** MATERIAL SUPPLIED **
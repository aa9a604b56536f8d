//! Upstart init script resource.

use super::{ApplyContext, ApplyResult, Ensure, Resource, ResourceState};
use crate::platform::{self, InitFlavor};
use anyhow::{Context, Result};
use std::fs;
use std::path::{Path, PathBuf};

/// The rendered Upstart job at `<init_dir>/<name>.conf`.
///
/// Construction validates the init flavor, so an unsupported platform
/// fails at plan time rather than halfway through an apply.
#[derive(Debug, Clone)]
pub struct InitScript {
    pub path: PathBuf,
    pub content: String,
    pub ensure: Ensure,
}

impl InitScript {
    pub fn new(
        flavor: InitFlavor,
        init_dir: &Path,
        name: &str,
        conf_file: &Path,
        ensure: Ensure,
    ) -> crate::error::Result<Self> {
        let content = platform::render_init_script(flavor, name, conf_file)?;
        Ok(Self {
            path: init_dir.join(format!("{name}.conf")),
            content,
            ensure,
        })
    }
}

impl Resource for InitScript {
    fn id(&self) -> String {
        format!("init_script:{}", self.path.display())
    }

    fn description(&self) -> String {
        match self.ensure {
            Ensure::Present => format!("Write init script {}", self.path.display()),
            Ensure::Absent => format!("Delete init script {}", self.path.display()),
        }
    }

    fn resource_type(&self) -> &'static str {
        "init_script"
    }

    fn current_state(&self) -> Result<ResourceState> {
        match fs::read_to_string(&self.path) {
            Ok(text) if text == self.content && self.ensure == Ensure::Present => {
                Ok(ResourceState::Present { details: None })
            }
            Ok(_) => Ok(ResourceState::Present {
                details: Some("content differs".to_string()),
            }),
            Err(e) if e.kind() == std::io::ErrorKind::NotFound => Ok(ResourceState::Absent),
            Err(e) => Err(e).with_context(|| format!("could not read {}", self.path.display())),
        }
    }

    fn desired_state(&self) -> ResourceState {
        match self.ensure {
            Ensure::Present => ResourceState::Present { details: None },
            Ensure::Absent => ResourceState::Absent,
        }
    }

    fn apply(&self, ctx: &ApplyContext) -> Result<ApplyResult> {
        if ctx.dry_run {
            return Ok(ApplyResult::Skipped {
                reason: "dry run".to_string(),
            });
        }

        let exists = self.path.exists();
        match self.ensure {
            Ensure::Present => {
                if exists && fs::read_to_string(&self.path)? == self.content {
                    return Ok(ApplyResult::NoChange);
                }
                fs::write(&self.path, &self.content)
                    .with_context(|| format!("could not write {}", self.path.display()))?;
                if exists {
                    Ok(ApplyResult::Modified)
                } else {
                    Ok(ApplyResult::Created)
                }
            }
            Ensure::Absent => {
                if !exists {
                    return Ok(ApplyResult::NoChange);
                }
                fs::remove_file(&self.path)
                    .with_context(|| format!("could not remove {}", self.path.display()))?;
                Ok(ApplyResult::Removed)
            }
        }
    }
}

#[cfg(test)]
mod tests {
    use super::*;
    use crate::error::Error;

    #[test]
    fn writes_the_rendered_job() {
        let dir = tempfile::tempdir().unwrap();
        let script = InitScript::new(
            InitFlavor::Upstart,
            dir.path(),
            "hipache",
            &PathBuf::from("/etc/hipache.json"),
            Ensure::Present,
        )
        .unwrap();

        assert_eq!(
            script.apply(&ApplyContext::new(false, false)).unwrap(),
            ApplyResult::Created
        );
        let written = fs::read_to_string(dir.path().join("hipache.conf")).unwrap();
        assert!(written.contains("exec hipache --config /etc/hipache.json"));
    }

    #[test]
    fn systemd_is_rejected_at_construction() {
        let dir = tempfile::tempdir().unwrap();
        let err = InitScript::new(
            InitFlavor::Systemd,
            dir.path(),
            "hipache",
            &PathBuf::from("/etc/hipache.json"),
            Ensure::Present,
        )
        .unwrap_err();
        assert!(matches!(err, Error::UnsupportedPlatform { .. }));
    }

    #[test]
    fn removes_the_job_file() {
        let dir = tempfile::tempdir().unwrap();
        let path = dir.path().join("hipache.conf");
        fs::write(&path, "stale").unwrap();

        let script = InitScript::new(
            InitFlavor::Upstart,
            dir.path(),
            "hipache",
            &PathBuf::from("/etc/hipache.json"),
            Ensure::Absent,
        )
        .unwrap();
        assert_eq!(
            script.apply(&ApplyContext::new(false, false)).unwrap(),
            ApplyResult::Removed
        );
        assert!(!path.exists());
    }
}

** ASSIGNMENT **
A word-for-word restatement of the data above is required.

** TASK OUTPUT **
repository aa9a604b56536f8d
//! Upstart init script resource.

use super::{ApplyContext, ApplyResult, Ensure, Resource, ResourceState};
use crate::platform::{self, InitFlavor};
use anyhow::{Context, Result};
use std::fs;
use std::path::{Path, PathBuf};

/// The rendered Upstart job at `<init_dir>/<name>.conf`.
///
/// Construction validates the init flavor, so an unsupported platform
/// fails at plan time rather than halfway through an apply.
#[derive(Debug, Clone)]
pub struct InitScript {
    pub path: PathBuf,
    pub content: String,
    pub ensure: Ensure,
}

impl InitScript {
    pub fn new(
        flavor: InitFlavor,
        init_dir: &Path,
        name: &str,
        conf_file: &Path,
        ensure: Ensure,
    ) -> crate::error::Result<Self> {
        let content = platform::render_init_script(flavor, name, conf_file)?;
        Ok(Self {
            path: init_dir.join(format!("{name}.conf")),
            content,
            ensure,
        })
    }
}

impl Resource for InitScript {
    fn id(&self) -> String {
        format!("init_script:{}", self.path.display())
    }

    fn description(&self) -> String {
        match self.ensure {
            Ensure::Present => format!("Write init script {}", self.path.display()),
            Ensure::Absent => format!("Delete init script {}", self.path.display()),
        }
    }

    fn resource_type(&self) -> &'static str {
        "init_script"
    }

    fn current_state(&self) -> Result<ResourceState> {
        match fs::read_to_string(&self.path) {
            Ok(text) if text == self.content && self.ensure == Ensure::Present => {
                Ok(ResourceState::Present { details: None })
            }
            Ok(_) => Ok(ResourceState::Present {
                details: Some("content differs".to_string()),
            }),
            Err(e) if e.kind() == std::io::ErrorKind::NotFound => Ok(ResourceState::Absent),
            Err(e) => Err(e).with_context(|| format!("could not read {}", self.path.display())),
        }
    }

    fn desired_state(&self) -> ResourceState {
        match self.ensure {
            Ensure::Present => ResourceState::Present { details: None },
            Ensure::Absent => ResourceState::Absent,
        }
    }

    fn apply(&self, ctx: &ApplyContext) -> Result<ApplyResult> {
        if ctx.dry_run {
            return Ok(ApplyResult::Skipped {
                reason: "dry run".to_string(),
            });
        }

        let exists = self.path.exists();
        match self.ensure {
            Ensure::Present => {
                if exists && fs::read_to_string(&self.path)? == self.content {
                    return Ok(ApplyResult::NoChange);
                }
                fs::write(&self.path, &self.content)
                    .with_context(|| format!("could not write {}", self.path.display()))?;
                if exists {
                    Ok(ApplyResult::Modified)
                } else {
                    Ok(ApplyResult::Created)
                }
            }
            Ensure::Absent => {
                if !exists {
                    return Ok(ApplyResult::NoChange);
                }
                fs::remove_file(&self.path)
                    .with_context(|| format!("could not remove {}", self.path.display()))?;
                Ok(ApplyResult::Removed)
            }
        }
    }
}

#[cfg(test)]
mod tests {
    use super::*;
    use crate::error::Error;

    #[test]
    fn writes_the_rendered_job() {
        let dir = tempfile::tempdir().unwrap();
        let script = InitScript::new(
            InitFlavor::Upstart,
            dir.path(),
            "hipache",
            &PathBuf::from("/etc/hipache.json"),
            Ensure::Present,
        )
        .unwrap();

        assert_eq!(
            script.apply(&ApplyContext::new(false, false)).unwrap(),
            ApplyResult::Created
        );
        let written = fs::read_to_string(dir.path().join("hipache.conf")).unwrap();
        assert!(written.contains("exec hipache --config /etc/hipache.json"));
    }

    #[test]
    fn systemd_is_rejected_at_construction() {
        let dir = tempfile::tempdir().unwrap();
        let err = InitScript::new(
            InitFlavor::Systemd,
            dir.path(),
            "hipache",
            &PathBuf::from("/etc/hipache.json"),
            Ensure::Present,
        )
        .unwrap_err();
        assert!(matches!(err, Error::UnsupportedPlatform { .. }));
    }

    #[test]
    fn removes_the_job_file() {
        let dir = tempfile::tempdir().unwrap();
        let path = dir.path().join("hipache.conf");
        fs::write(&path, "stale").unwrap();

        let script = InitScript::new(
            InitFlavor::Upstart,
            dir.path(),
            "hipache",
            &PathBuf::from("/etc/hipache.json"),
            Ensure::Absent,
        )
        .unwrap();
        assert_eq!(
            script.apply(&ApplyContext::new(false, false)).unwrap(),
            ApplyResult::Removed
        );
        assert!(!path.exists());
    }
}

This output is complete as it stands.